**Activity:** Whenever the word "impl" shows up in a line of the data, copy that line.

**Recorded data:**
Start of Block

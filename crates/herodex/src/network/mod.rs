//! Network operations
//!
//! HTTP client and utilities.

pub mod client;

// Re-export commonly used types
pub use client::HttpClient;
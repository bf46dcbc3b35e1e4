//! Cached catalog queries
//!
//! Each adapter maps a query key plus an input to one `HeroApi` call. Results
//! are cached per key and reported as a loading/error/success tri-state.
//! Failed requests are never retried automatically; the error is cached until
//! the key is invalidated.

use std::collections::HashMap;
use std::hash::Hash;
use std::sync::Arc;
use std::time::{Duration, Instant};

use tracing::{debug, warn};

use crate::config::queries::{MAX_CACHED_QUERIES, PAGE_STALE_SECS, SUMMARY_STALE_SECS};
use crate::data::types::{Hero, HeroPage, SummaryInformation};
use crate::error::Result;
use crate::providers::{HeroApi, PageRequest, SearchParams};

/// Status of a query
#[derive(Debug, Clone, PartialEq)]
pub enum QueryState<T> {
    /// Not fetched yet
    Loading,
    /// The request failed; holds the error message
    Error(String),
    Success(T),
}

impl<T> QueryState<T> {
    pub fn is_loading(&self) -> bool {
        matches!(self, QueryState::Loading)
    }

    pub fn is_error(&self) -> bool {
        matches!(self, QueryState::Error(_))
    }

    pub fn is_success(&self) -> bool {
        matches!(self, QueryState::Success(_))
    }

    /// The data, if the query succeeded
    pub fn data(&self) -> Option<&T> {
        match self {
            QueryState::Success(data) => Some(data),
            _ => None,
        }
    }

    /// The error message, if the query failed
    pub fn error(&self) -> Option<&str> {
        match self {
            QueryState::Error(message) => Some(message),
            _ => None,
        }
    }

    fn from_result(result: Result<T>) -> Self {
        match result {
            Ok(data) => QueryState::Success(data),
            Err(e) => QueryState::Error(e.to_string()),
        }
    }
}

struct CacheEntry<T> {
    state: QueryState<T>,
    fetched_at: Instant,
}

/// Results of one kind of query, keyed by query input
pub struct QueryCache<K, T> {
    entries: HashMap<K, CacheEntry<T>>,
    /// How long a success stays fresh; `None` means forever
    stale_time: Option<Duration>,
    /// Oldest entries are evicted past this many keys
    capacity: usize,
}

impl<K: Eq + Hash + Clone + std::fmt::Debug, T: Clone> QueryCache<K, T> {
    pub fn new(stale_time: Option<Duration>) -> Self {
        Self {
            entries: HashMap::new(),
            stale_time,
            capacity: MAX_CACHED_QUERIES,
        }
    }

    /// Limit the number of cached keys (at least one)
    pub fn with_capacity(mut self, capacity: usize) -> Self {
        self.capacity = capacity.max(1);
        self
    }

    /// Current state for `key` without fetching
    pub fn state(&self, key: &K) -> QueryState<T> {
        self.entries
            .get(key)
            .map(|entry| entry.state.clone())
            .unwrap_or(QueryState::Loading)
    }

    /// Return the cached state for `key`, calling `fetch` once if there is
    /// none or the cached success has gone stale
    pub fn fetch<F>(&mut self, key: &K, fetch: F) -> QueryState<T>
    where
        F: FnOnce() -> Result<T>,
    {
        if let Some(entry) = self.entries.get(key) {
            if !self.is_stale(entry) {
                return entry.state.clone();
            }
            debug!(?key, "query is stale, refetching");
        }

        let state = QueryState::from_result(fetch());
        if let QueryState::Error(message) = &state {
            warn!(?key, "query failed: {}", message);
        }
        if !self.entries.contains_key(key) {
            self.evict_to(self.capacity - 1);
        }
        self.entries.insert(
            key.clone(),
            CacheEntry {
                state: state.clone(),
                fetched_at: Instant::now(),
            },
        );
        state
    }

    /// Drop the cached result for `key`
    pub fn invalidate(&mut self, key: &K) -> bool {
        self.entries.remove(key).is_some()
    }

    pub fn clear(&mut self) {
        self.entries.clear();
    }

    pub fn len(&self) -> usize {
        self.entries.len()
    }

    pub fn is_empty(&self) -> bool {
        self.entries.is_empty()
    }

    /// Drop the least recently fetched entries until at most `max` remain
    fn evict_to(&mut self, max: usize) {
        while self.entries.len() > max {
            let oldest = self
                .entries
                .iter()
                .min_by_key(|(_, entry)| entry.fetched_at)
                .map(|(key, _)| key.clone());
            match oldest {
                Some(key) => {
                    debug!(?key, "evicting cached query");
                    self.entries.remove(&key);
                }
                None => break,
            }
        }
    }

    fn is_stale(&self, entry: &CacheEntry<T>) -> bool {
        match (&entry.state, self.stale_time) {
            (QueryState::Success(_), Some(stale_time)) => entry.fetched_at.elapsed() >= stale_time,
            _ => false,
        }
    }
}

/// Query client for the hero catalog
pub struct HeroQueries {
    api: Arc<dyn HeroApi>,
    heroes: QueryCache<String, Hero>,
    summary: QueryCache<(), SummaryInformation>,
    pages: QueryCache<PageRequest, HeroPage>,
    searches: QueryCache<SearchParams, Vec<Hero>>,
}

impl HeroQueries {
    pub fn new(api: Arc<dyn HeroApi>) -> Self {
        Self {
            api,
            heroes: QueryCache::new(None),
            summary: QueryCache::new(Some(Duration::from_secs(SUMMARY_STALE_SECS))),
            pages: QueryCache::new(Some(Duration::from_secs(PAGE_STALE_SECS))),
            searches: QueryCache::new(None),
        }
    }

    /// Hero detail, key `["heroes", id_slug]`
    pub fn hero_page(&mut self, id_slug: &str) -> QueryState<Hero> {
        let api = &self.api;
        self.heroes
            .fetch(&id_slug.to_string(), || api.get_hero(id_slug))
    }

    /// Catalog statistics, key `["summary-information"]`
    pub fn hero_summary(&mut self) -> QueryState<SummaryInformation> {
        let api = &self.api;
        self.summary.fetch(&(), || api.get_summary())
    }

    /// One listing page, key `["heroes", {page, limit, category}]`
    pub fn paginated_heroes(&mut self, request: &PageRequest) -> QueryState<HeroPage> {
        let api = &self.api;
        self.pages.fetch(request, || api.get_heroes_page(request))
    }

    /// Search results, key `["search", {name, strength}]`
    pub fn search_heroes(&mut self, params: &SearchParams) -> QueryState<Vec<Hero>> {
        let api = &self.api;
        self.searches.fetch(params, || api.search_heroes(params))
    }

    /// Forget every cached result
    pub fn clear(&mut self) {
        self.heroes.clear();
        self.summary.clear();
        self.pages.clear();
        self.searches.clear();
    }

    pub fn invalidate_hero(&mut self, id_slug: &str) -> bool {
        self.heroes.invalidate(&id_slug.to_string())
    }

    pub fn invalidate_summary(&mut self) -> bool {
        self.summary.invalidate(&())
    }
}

End of Block
Start of Block

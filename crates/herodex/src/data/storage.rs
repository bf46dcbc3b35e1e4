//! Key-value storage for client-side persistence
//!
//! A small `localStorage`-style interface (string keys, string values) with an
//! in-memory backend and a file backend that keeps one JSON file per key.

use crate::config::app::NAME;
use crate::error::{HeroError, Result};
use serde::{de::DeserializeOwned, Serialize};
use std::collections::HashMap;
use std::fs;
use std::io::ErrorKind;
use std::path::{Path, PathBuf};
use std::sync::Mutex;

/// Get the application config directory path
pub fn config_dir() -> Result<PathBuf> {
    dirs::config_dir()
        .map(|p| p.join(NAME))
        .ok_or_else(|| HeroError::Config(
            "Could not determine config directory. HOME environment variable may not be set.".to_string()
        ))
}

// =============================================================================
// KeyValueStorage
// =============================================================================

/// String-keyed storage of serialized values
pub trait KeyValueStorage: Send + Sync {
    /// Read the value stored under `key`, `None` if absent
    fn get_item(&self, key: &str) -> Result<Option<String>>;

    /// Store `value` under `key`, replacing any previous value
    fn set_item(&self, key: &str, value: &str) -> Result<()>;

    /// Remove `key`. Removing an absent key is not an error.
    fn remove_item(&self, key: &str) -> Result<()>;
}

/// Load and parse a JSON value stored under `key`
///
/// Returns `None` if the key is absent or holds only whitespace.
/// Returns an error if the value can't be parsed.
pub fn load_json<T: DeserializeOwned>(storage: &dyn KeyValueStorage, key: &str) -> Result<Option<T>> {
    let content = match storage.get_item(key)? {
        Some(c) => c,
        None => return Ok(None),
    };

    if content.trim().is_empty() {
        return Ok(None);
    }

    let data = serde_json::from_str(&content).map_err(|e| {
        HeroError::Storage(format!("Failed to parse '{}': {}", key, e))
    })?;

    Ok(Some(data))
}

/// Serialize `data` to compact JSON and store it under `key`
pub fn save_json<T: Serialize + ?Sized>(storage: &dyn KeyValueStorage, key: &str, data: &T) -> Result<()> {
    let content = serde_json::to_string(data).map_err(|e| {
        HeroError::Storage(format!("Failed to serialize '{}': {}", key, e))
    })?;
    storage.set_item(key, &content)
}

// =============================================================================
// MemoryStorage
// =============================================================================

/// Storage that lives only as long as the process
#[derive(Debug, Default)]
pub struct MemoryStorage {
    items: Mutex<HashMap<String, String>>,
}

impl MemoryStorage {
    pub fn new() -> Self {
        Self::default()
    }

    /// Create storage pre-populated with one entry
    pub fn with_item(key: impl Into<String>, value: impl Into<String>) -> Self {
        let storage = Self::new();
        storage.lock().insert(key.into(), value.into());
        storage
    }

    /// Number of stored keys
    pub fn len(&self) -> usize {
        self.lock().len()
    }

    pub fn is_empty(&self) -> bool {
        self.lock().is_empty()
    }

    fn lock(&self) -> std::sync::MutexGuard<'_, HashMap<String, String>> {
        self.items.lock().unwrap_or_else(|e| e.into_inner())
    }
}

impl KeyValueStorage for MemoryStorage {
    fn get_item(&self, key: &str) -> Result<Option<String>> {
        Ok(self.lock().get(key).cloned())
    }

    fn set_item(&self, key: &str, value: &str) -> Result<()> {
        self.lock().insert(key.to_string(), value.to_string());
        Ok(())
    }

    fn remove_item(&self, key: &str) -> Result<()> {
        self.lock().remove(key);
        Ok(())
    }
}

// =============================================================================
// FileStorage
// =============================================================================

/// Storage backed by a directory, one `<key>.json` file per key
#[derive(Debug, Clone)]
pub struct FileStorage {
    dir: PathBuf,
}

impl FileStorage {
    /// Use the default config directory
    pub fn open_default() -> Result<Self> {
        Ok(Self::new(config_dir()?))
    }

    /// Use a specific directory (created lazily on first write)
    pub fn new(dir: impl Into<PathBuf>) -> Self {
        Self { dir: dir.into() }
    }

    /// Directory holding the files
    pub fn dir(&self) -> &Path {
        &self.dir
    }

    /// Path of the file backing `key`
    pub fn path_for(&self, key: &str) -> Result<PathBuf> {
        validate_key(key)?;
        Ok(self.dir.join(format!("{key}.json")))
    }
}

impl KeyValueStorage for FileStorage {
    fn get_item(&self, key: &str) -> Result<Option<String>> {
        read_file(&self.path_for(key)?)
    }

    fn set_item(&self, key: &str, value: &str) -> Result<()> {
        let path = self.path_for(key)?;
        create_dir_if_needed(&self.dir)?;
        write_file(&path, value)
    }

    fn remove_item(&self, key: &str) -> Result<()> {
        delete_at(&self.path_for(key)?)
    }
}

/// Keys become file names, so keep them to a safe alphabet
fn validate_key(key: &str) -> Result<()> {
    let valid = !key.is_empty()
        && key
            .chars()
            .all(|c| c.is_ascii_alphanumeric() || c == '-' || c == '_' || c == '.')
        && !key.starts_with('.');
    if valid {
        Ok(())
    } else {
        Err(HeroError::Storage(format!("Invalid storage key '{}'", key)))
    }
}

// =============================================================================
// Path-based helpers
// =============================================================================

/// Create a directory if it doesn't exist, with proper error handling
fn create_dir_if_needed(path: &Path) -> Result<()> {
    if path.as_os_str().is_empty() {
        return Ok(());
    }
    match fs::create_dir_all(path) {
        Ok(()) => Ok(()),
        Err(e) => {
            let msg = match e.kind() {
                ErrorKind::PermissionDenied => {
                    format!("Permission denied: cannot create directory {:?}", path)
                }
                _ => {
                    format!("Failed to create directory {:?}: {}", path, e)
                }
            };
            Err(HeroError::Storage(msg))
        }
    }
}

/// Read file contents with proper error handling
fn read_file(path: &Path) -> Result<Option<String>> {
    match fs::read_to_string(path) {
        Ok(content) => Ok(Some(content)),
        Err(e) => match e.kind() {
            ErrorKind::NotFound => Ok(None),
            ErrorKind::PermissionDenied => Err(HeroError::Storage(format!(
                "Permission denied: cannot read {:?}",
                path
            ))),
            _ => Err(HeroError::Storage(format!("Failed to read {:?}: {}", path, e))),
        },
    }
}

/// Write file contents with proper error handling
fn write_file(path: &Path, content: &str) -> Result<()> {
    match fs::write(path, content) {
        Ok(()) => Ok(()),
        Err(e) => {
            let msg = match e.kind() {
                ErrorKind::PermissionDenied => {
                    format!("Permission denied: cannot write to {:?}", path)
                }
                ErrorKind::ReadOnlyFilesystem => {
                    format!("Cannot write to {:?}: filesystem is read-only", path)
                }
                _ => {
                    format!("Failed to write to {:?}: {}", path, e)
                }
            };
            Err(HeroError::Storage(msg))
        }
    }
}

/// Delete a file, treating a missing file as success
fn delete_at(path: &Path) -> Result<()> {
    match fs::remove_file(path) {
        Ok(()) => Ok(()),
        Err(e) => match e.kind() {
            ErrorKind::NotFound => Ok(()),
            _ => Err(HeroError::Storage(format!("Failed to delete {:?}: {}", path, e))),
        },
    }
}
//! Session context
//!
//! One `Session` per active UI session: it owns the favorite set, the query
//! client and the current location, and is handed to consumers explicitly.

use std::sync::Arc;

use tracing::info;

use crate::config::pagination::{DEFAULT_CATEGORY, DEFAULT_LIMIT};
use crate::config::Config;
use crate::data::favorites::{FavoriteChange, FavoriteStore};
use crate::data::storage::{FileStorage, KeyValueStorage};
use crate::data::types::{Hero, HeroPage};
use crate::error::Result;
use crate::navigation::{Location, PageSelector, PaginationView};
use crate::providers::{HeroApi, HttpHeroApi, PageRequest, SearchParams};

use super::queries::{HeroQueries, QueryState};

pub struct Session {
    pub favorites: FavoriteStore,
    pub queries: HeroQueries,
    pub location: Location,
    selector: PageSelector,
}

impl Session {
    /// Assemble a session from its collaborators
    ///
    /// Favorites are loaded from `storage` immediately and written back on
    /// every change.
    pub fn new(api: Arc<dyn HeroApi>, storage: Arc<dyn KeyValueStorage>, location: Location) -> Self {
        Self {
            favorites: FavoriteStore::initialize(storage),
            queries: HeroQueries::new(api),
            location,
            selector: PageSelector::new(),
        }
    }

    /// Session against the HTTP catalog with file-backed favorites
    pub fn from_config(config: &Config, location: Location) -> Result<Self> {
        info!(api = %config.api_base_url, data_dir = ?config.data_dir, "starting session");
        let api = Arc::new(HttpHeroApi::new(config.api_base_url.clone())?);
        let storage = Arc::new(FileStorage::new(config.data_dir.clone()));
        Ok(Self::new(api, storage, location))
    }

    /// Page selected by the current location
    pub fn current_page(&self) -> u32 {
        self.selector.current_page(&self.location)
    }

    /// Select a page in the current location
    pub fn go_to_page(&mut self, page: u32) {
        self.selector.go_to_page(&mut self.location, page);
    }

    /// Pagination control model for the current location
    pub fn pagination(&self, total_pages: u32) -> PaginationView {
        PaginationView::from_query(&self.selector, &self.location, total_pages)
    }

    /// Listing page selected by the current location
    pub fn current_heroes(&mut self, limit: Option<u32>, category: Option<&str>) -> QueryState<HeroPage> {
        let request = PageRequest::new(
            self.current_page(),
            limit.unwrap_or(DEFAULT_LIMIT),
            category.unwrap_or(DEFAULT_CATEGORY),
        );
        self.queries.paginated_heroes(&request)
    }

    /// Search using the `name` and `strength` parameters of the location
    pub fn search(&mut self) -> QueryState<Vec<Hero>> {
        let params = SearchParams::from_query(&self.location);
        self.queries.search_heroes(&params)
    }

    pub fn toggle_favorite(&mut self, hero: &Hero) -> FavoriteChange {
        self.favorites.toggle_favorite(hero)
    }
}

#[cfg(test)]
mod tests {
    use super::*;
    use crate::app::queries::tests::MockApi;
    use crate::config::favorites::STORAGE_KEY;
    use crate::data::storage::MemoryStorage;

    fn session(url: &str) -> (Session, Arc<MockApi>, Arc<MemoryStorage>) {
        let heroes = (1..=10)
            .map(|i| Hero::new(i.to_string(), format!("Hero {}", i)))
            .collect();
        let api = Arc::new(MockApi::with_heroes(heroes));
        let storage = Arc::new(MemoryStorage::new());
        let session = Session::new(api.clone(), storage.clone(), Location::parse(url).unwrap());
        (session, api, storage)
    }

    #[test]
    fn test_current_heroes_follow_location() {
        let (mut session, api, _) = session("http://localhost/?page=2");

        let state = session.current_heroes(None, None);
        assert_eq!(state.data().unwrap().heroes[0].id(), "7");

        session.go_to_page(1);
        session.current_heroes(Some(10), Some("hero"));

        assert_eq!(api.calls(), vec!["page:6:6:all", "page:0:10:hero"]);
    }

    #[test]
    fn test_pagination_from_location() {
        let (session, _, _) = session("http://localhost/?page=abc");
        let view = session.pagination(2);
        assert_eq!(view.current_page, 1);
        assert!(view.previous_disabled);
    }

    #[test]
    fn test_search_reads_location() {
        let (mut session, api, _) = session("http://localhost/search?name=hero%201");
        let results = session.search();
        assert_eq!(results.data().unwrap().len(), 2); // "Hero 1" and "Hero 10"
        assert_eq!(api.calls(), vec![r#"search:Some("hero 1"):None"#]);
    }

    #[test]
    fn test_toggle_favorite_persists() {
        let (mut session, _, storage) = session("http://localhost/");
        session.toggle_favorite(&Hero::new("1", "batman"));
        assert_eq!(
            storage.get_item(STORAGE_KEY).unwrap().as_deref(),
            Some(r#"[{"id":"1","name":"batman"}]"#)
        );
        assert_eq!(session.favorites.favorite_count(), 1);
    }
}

End of Block

**Solution to this problem:**
impl<T> QueryState<T> {
impl<K: Eq + Hash + Clone + std::fmt::Debug, T: Clone> QueryCache<K, T> {
impl HeroQueries {
impl MemoryStorage {
    pub fn with_item(key: impl Into<String>, value: impl Into<String>) -> Self {
impl KeyValueStorage for MemoryStorage {
impl FileStorage {
    pub fn new(dir: impl Into<PathBuf>) -> Self {
impl KeyValueStorage for FileStorage {
impl Session {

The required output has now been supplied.